### This notebook is used to calculate the estimated distance and time from property to the firestation
I use the following codes to set the environment. If you are using Image pr-home-ds-m340-ce, some packages are pre-installed.

Env: conda create -n driving_distance python=3.12.11\
conda init bash \
source ~/.bashrc \
conda activate driving_distance\
<!---for read_data.py--->
conda install -c conda-forge fsspec s3fs=2023.6.0 pyarrow tqdm scipy aiohttp \
<!---for ask_online.py--->
conda install -c conda-forge pandas numpy boto3  requests geopy ipython \




The files directories are as follows:\
Firestations: s3://pr-home-datascience/DSwarehouse/Datasources/FireStationLocation/FireStation/FireStations_0.csv \
Properties: s3://pr-home-datascience/Users/test/IntermediateDrive/Quantarium/AD/good_address/rundt=202504/ \

We will read data from the directories.

### Import the libiaries and load the data

In [2]:
# import the libiaries
import numpy as np
import pandas as pd
import time
from tqdm import tqdm
import os
import read_data
import functions

cwd = os.getcwd()
print(cwd)

/home/sagemaker-user/DRIVING_DISTANCE


For now, we are dealing with the data by states. Within the states, the properties are listed by neighbors. So a 300 batch of properties will usually give dozens of potential nearest fire stations, which we are able to submit them all to the OpenStreetMap website. If the number of potential fire stations exceeds 100, we may need to reduce the batch size.

In [3]:
# The Paths and directories
states = ['NY']
#  CT, MA, NH, NJ, NY, PA


FS_path = "s3://pr-home-datascience/DSwarehouse/Datasources/FireStationLocation/FireStation/FireStations_0.csv"

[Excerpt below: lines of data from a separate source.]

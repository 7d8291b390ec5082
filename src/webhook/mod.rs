//! Inbound delivery-status callbacks.
//!
//! Flow: provider payload -> canonical [`StatusUpdate`] -> stored message
//! via [`MessageMatcher`] -> status row.
//! ntfy has no callbacks; its status is synthesized at dispatch time.

mod matcher;
mod normalizer;
mod processor;

pub use matcher::{match_message, normalize_external_id, MessageMatcher};
pub use normalizer::{
    normalize_generic, normalize_sendgrid, normalize_twilio_form, sendgrid_status, sms_status,
    GenericWebhook, NormalizeError, SendGridEvent, StatusUpdate,
};
pub use processor::{BatchSummary, WebhookProcessor};
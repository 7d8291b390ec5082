//! Provider status callbacks. Public: gateways do not send the API key.

use std::collections::HashMap;

use axum::{
    extract::{rejection::JsonRejection, FromRequest, Request, State},
    http::header::CONTENT_TYPE,
    Form, Json,
};
use serde::Serialize;

use crate::error::{AppError, Result};
use crate::server::AppState;
use crate::webhook::{GenericWebhook, SendGridEvent};

#[derive(Debug, Serialize)]
pub struct BatchResponse {
    pub ok: bool,
    pub processed: usize,
    pub total: usize,
}

#[derive(Debug, Serialize)]
pub struct AckResponse {
    pub ok: bool,
}

/// POST /api/v1/webhooks/sendgrid - Batch of SendGrid events
pub async fn sendgrid_webhook(
    State(state): State<AppState>,
    payload: std::result::Result<Json<Vec<SendGridEvent>>, JsonRejection>,
) -> Result<Json<BatchResponse>> {
    let Json(events) = payload.map_err(|e| {
        tracing::warn!(error = %e, "Malformed SendGrid webhook body");
        AppError::Validation("invalid event format".to_string())
    })?;

    let summary = state.webhooks.process_sendgrid(&events).await;
    Ok(Json(BatchResponse {
        ok: true,
        processed: summary.processed,
        total: summary.total,
    }))
}

/// POST /api/v1/webhooks/twilio - Form-encoded status callback, JSON otherwise
pub async fn twilio_webhook(State(state): State<AppState>, request: Request) -> Result<Json<AckResponse>> {
    let form_encoded = request
        .headers()
        .get(CONTENT_TYPE)
        .and_then(|v| v.to_str().ok())
        .is_some_and(|v| v.starts_with("application/x-www-form-urlencoded"));

    if form_encoded {
        let Form(fields) = Form::<HashMap<String, String>>::from_request(request, &state)
            .await
            .map_err(|e| AppError::Validation(format!("failed to parse form: {}", e)))?;
        state.webhooks.process_twilio_form(&fields).await?;
    } else {
        let Json(body) = Json::<GenericWebhook>::from_request(request, &state)
            .await
            .map_err(|e| AppError::Validation(format!("invalid JSON body: {}", e)))?;
        state.webhooks.process_generic(&body).await?;
    }

    Ok(Json(AckResponse { ok: true }))
}
//! Outbound dispatch: entitlement check, provider selection and send.

mod engine;
mod entitlement;

pub use engine::{DispatchEngine, DispatchStats, DispatchStatsSnapshot};
pub use entitlement::EntitlementChecker;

# Use read_data.py to load the data
for state in states:
    property_path = "s3://pr-home-datascience/Users/test/IntermediateDrive/Quantarium/AD/good_address/rundt=202504/" + 'state='+states[0] + '/'
    df_FS = read_data.ReadData(FS_path, state = state, directory=False)
    df_property = read_data.ReadData(property_path, state=state, directory=True)
    print(f'There are {len(df_FS.data)} firestations in {state}. ')
    print(f'There are {len(df_property.data)} properties in {state}. ')

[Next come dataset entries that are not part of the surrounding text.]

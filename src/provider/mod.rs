//! Outbound provider adapters.
//!
//! One adapter per gateway family:
//! - `email`: SendGrid v3 mail send
//! - `sms`: Twilio programmable messaging
//! - `push`: ntfy topics (no auth, no delivery callbacks)
//!
//! Every adapter overwrites `Message::kind` with its own kind and validates
//! the message before any network call.

mod email;
mod push;
mod registry;
mod sms;

use std::fmt;

use async_trait::async_trait;
use serde::Serialize;
use thiserror::Error;

use crate::domain::{Message, MessageKind};

pub use email::{EmailAdapter, OutboundEmail};
pub use push::PushAdapter;
pub use registry::{AdapterRegistry, RegistryError};
pub use sms::{SmsAdapter, MAX_SMS_LENGTH};

/// Closed set of supported gateways, keyed by integration name.
#[derive(Debug, Clone, Copy, PartialEq, Eq, Hash, Serialize)]
#[serde(rename_all = "lowercase")]
pub enum ProviderKind {
    SendGrid,
    Twilio,
    Ntfy,
}

impl ProviderKind {
    pub const ALL: [ProviderKind; 3] = [ProviderKind::SendGrid, ProviderKind::Twilio, ProviderKind::Ntfy];

    /// Case-insensitive lookup by integration name.
    pub fn from_name(name: &str) -> Option<Self> {
        let name = name.trim();
        ProviderKind::ALL
            .into_iter()
            .find(|kind| kind.name().eq_ignore_ascii_case(name))
    }

    pub fn name(self) -> &'static str {
        match self {
            ProviderKind::SendGrid => "sendgrid",
            ProviderKind::Twilio => "twilio",
            ProviderKind::Ntfy => "ntfy",
        }
    }

    /// Kind assigned to every message sent through this provider
    pub fn message_kind(self) -> MessageKind {
        match self {
            ProviderKind::SendGrid => MessageKind::Email,
            ProviderKind::Twilio => MessageKind::Sms,
            ProviderKind::Ntfy => MessageKind::Push,
        }
    }

    /// Whether the gateway reports delivery status through a webhook
    pub fn has_status_callbacks(self) -> bool {
        !matches!(self, ProviderKind::Ntfy)
    }
}

impl fmt::Display for ProviderKind {
    fn fmt(&self, f: &mut fmt::Formatter<'_>) -> fmt::Result {
        f.write_str(self.name())
    }
}

/// Errors raised while validating or transmitting a message.
#[derive(Debug, Error)]
pub enum ProviderError {
    /// Message fails the provider's constraints
    #[error("{0}")]
    InvalidMessage(String),

    #[error("message content exceeds maximum length of {max} characters (got {length})")]
    ContentTooLong { length: usize, max: usize },

    #[error("destination cannot be the same as the sender number")]
    SelfSend,

    /// Gateway answered with a non-success status
    #[error("{provider} error: status={status} body={body}")]
    Gateway {
        provider: ProviderKind,
        status: u16,
        body: String,
    },

    /// Configured gateway URL cannot carry a path
    #[error("{provider} endpoint is not a valid base URL: {url}")]
    Endpoint { provider: ProviderKind, url: String },

    /// Request never completed or the response was unreadable
    #[error("{provider} transport error: {source}")]
    Transport {
        provider: ProviderKind,
        #[source]
        source: reqwest::Error,
    },
}

impl ProviderError {
    pub fn invalid(message: impl Into<String>) -> Self {
        ProviderError::InvalidMessage(message.into())
    }

    /// True for caller-side problems, false for gateway/transport failures
    pub fn is_validation(&self) -> bool {
        matches!(
            self,
            ProviderError::InvalidMessage(_)
                | ProviderError::ContentTooLong { .. }
                | ProviderError::SelfSend
        )
    }
}

/// Validate-then-send contract shared by all adapters.
#[async_trait]
pub trait MessageAdapter: Send + Sync {
    fn provider(&self) -> ProviderKind;

    /// Check provider-specific constraints without sending
    fn validate(&self, message: &Message) -> Result<(), ProviderError>;

    /// Overwrite `message.kind`, validate, then transmit.
    ///
    /// Returns the gateway's external identifier (empty when the gateway
    /// assigns none).
    async fn send(&self, message: &mut Message) -> Result<String, ProviderError>;
}

pub(crate) fn require(value: &str, what: &str) -> Result<(), ProviderError> {
    if value.trim().is_empty() {
        return Err(ProviderError::invalid(format!("{} is required", what)));
    }
    Ok(())
}


#[cfg(test)]
mod tests {
    use super::*;

    #[test]
    fn test_provider_kind_from_name() {
        assert_eq!(ProviderKind::from_name("SendGrid"), Some(ProviderKind::SendGrid));
        assert_eq!(ProviderKind::from_name(" twilio "), Some(ProviderKind::Twilio));
        assert_eq!(ProviderKind::from_name("NTFY"), Some(ProviderKind::Ntfy));
        assert_eq!(ProviderKind::from_name("mailgun"), None);
    }

    #[test]
    fn test_provider_kind_properties() {
        assert_eq!(ProviderKind::SendGrid.message_kind(), MessageKind::Email);
        assert_eq!(ProviderKind::Twilio.message_kind(), MessageKind::Sms);
        assert_eq!(ProviderKind::Ntfy.message_kind(), MessageKind::Push);
        assert!(ProviderKind::Twilio.has_status_callbacks());
        assert!(!ProviderKind::Ntfy.has_status_callbacks());
    }

    #[test]
    fn test_validation_classification() {
        assert!(ProviderError::SelfSend.is_validation());
        assert!(ProviderError::invalid("x").is_validation());
        let gateway = ProviderError::Gateway {
            provider: ProviderKind::SendGrid,
            status: 401,
            body: "unauthorized".to_string(),
        };
        assert!(!gateway.is_validation());
        assert_eq!(gateway.to_string(), "sendgrid error: status=401 body=unauthorized");
    }
}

There are 2851 firestations in NY. 
There are 6389671 properties in NY. 


Check the keywords in the fire stations dataframe and properties dataframe.

In [5]:
print(f'There are {len(df_FS.data['ID'].unique())} unique fire stations')    
print('The fire station dataframe has keywords. ')
print(df_FS.data.keys())
print('The property dataframe has keywords. ')
print(df_property.data.keys())
print('**************************')
print('The property data examples ')
print(df_property.data.head())

There are 2851 unique fire stations
The fire station dataframe has keywords. 
Index(['OBJECTID', 'ID', 'NAME', 'TELEPHONE', 'ADDRESS', 'ADDRESS2', 'CITY',
       'STATE', 'ZIP', 'ZIPP4', 'COUNTY', 'FIPS', 'DIRECTIONS', 'EMERGTITLE',
       'EMERGTEL', 'EMERGEXT', 'CONTDATE', 'CONTHOW', 'GEODATE', 'GEOHOW',
       'HSIPTHEMES', 'NAICSCODE', 'NAICSDESCR', 'GEOLINKID', 'X', 'Y',
       'ST_VENDOR', 'ST_VERSION', 'GEOPREC', 'PHONELOC', 'QC_QA', 'STATE_ID',
       'FDID', 'FRST_MBRS', 'EMS_MBRS', 'TOTALPERS', 'NUMTRKS', 'NUMABUL',
       'TOTAL_VEHI', 'NBR_STA', 'OWNER', 'LEVEL_', 'TYPE', 'SPECIALTY',
       'EMSLICENSE', 'EMERPHONE', 'EMS', 'PERM_ID', 'GNIS_ID', 'x2', 'y2'],
      dtype='object')
The property dataframe has keywords. 
Index(['QPID', 'State', 'PA_Latitude', 'PA_Longitude', 'Match_Code',
       'Location_Code', 'add_check', 'geo_check', 'source', 'rundt', 'state'],
      dtype='object')
**************************
The property data examples 
       QPID State  PA_Latitude  PA_

### Use the functions.py to request online
Use the functions in the functions.py to calculate the distance and time from the properties to the nearest firestation.\

Please notice, we calcualte the routes to 5 nearest firestation by default and record the best route.

Steps:\
1: Set the state and output path\
2: Define chunk and batch size\
3: Loop through chunk indices (adjust range to control concurrent jobs)\
4: Run the routing process using the nearest 5 firestations

In [None]:
# Use the functions in the functions.py to calculate the distance and time from the properties to the nearest firestation
# Please notice, we calcualte the routes to 5 nearest firestation by default and record the best route.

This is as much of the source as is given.